Ben McCauley

Personal information
- Born: September 6, 1986 (age 39) West Newton, Pennsylvania, U.S.
- Listed height: 6 ft 9 in (2.06 m)
- Listed weight: 235 lb (107 kg)

Career information
- High school: Yough (Westmoreland County, Pennsylvania)
- College: NC State (2005–2009)
- NBA draft: 2009: undrafted
- Playing career: 2009–2022
- Position: Power forward
- Number: 34

Career history
- 2009–2010: Strasbourg
- 2010–2011: Belfius Mons-Hainaut
- 2011–2012: Chorale Roanne Basket
- 2012: Fort Wayne Mad Ants
- 2012–2013: SKS Starogard Gdański
- 2013–2014: BC Donetsk
- 2014: CAI Zaragoza
- 2014–2015: Türk Telekom
- 2015–2017: İstanbul BB
- 2018: Maccabi Ashdod
- 2019: Wilki Morskie Szczecin
- 2020: Brujos de Guayama
- 2021: Śląsk Wrocław
- 2021–2022: Brujos de Guayama

= Ben McCauley =

American basketball player (born 1986)

Benjamin Joseph McCauley (born September 6, 1986) is an American retired professional basketball player He played college basketball for North Carolina State University's Wolfpack before playing professionally in France, Belgium, Poland, Ukraine, Spain, Turkey, Puerto Rico and Israel.

==Early life and college career==
McCauley attended Yough Senior High School in Westmoreland County, Pennsylvania. He played college basketball for North Carolina State University's Wolfpack.

In his senior year at NC State, McCauley played 30 games and averaged 12.4 points, 7.8 rebounds and 2 assists per game.

==Professional career==
On March 7, 2011, McCauley signed with the French team Chorale Roanne Basket for the rest of the season.

On July 16, 2012, McCauley signed with the Polish team SKS Starogard Gdański for the 2012–13 season. On January 6, 2013, McCauley recorded a career-high 34 points, shooting 11-of-17 from the field, along with eight rebounds and two steals in an 85–81 win over Czarni Słupsk. In 30 games played during the 2012–13 season, McCauley averaged 18.8 points, 7.7 rebounds, 2 assists and 1 steal per game, shooting 42.9 percent from 3-point range.

On July 7, 2013, McCauley signed with the Ukrainian team BC Donetsk for the 2013–14 season. However, on March 24, 2014, McCauley parted ways with Donetsk to join the Spanish team CAI Zaragoza for the rest of the season, as a replacement for Joseph Jones.

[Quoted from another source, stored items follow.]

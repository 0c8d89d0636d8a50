//! Per-engine guidance loaded from `<engine_configs_dir>/<key>_config.json`.
//!
//! Engine configs are read-only inputs. A missing file is not an error: the
//! caller gets an empty config named after the requested engine, so projects
//! on unlisted engines ("TBD", "Bevy") still customize cleanly.

use crate::error::{Result, StudioError};
use crate::paths;
use crate::types::EngineKind;
use serde::{Deserialize, Serialize};
use serde_json::Value;
use std::collections::BTreeMap;
use std::path::Path;

#[derive(Debug, Clone, Default, PartialEq, Serialize, Deserialize)]
pub struct Specialization {
    #[serde(default)]
    pub focus: Vec<String>,
    #[serde(default)]
    pub tools: Vec<String>,
}

#[derive(Debug, Clone, Default, PartialEq, Serialize, Deserialize)]
pub struct BestPractices {
    #[serde(default)]
    pub naming_conventions: BTreeMap<String, String>,
    #[serde(flatten)]
    pub extra: BTreeMap<String, Value>,
}

#[derive(Debug, Clone, PartialEq, Serialize, Deserialize)]
pub struct EngineConfig {
    /// Display name used in generated prose ("Unreal Engine").
    pub engine: String,
    #[serde(default, skip_serializing_if = "Option::is_none")]
    pub version: Option<String>,
    #[serde(default)]
    pub best_practices: BestPractices,
    /// Keyed by role id.
    #[serde(default)]
    pub agent_specializations: BTreeMap<String, Specialization>,
}

impl EngineConfig {
    /// The empty fallback for an engine with no config file.
    pub fn empty(engine: &str) -> Self {
        Self {
            engine: engine.to_string(),
            version: None,
            best_practices: BestPractices::default(),
            agent_specializations: BTreeMap::new(),
        }
    }

    pub fn load(engine_configs_dir: &Path, engine: &str) -> Result<Self> {
        let path = paths::engine_config_path(engine_configs_dir, engine);
        if !path.exists() {
            tracing::warn!(engine, path = %path.display(), "no engine config found, using defaults");
            return Ok(Self::empty(engine));
        }
        let data = std::fs::read_to_string(&path)?;
        serde_json::from_str(&data).map_err(|source| StudioError::MalformedConfig { path, source })
    }

    pub fn kind(&self) -> Option<EngineKind> {
        EngineKind::from_name(&self.engine)
    }

    pub fn specialization(&self, role: &str) -> Option<&Specialization> {
        self.agent_specializations.get(role)
    }
}

#[cfg(test)]
mod tests {
    use super::*;
    use tempfile::TempDir;

    #[test]
    fn missing_file_gives_empty_default() {
        let dir = TempDir::new().unwrap();
        let cfg = EngineConfig::load(dir.path(), "TBD").unwrap();
        assert_eq!(cfg, EngineConfig::empty("TBD"));
        assert_eq!(cfg.engine, "TBD");
        assert!(cfg.kind().is_none());
    }

    #[test]
    fn loads_unreal_by_display_name() {
        let dir = TempDir::new().unwrap();
        std::fs::write(
            dir.path().join("unreal_config.json"),
            r#"{
                "engine": "Unreal Engine",
                "version": "5.3",
                "best_practices": {
                    "naming_conventions": {"blueprints": "BP_ prefix"},
                    "folder_structure": "Content/"
                },
                "agent_specializations": {
                    "mechanics_developer": {"focus": ["Gameplay Framework"], "tools": ["Rider"]}
                }
            }"#,
        )
        .unwrap();

        let cfg = EngineConfig::load(dir.path(), "Unreal Engine").unwrap();
        assert_eq!(cfg.kind(), Some(EngineKind::Unreal));
        assert_eq!(cfg.version.as_deref(), Some("5.3"));
        assert_eq!(cfg.best_practices.naming_conventions["blueprints"], "BP_ prefix");
        assert!(cfg.best_practices.extra.contains_key("folder_structure"));
        assert_eq!(
            cfg.specialization("mechanics_developer").unwrap().focus,
            vec!["Gameplay Framework"]
        );
        assert!(cfg.specialization("qa_agent").is_none());

        // The short project name resolves to the same file.
        assert_eq!(EngineConfig::load(dir.path(), "Unreal").unwrap(), cfg);
    }

    #[test]
    fn malformed_file_is_an_error() {
        let dir = TempDir::new().unwrap();
        std::fs::write(dir.path().join("godot_config.json"), "{ not json").unwrap();
        assert!(matches!(
            EngineConfig::load(dir.path(), "Godot"),
            Err(StudioError::MalformedConfig { .. })
        ));
    }
}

On July 12, 2014, McCauley signed a one-year deal with the Turkish team Türk Telekom.

On February 19, 2018, McCauley signed with the Israeli team Maccabi Ashdod for the rest of the season as a replacement for David Laury. On April 1, 2018, McCauley recorded a season-high 19 points, shooting 8-of-11, along with ten rebounds in an 82–78 win over Bnei Herzliya. McCauley helped Ashdod reach the 2018 Israeli League Playoffs, where they eventually lost to Hapoel Tel Aviv. In 20 games played for Ashdod, McCauley averaged 9.7 points, 5.6 rebounds and 1.3 assist per game, shooting 41.9 percent from 3-point range.

On June 11, 2019, McCauley returned to Poland for a second stint, joining Wilki Morskie Szczecin.

On January 6, 2021, he has signed with Śląsk Wrocław of the PLK.

In the summer of 2021, McCauley returned to Brujos de Guayama. In the 2021–22 season, he averaged 15.8 points, 8.0 rebounds, and 3.2 assists in 25 games played. On June 22, 2022, in the final game of his professional career, McCauley scored 26 points in a losing effort against the Vaqueros de Bayamón.

As of February 2023, McCauley has retired.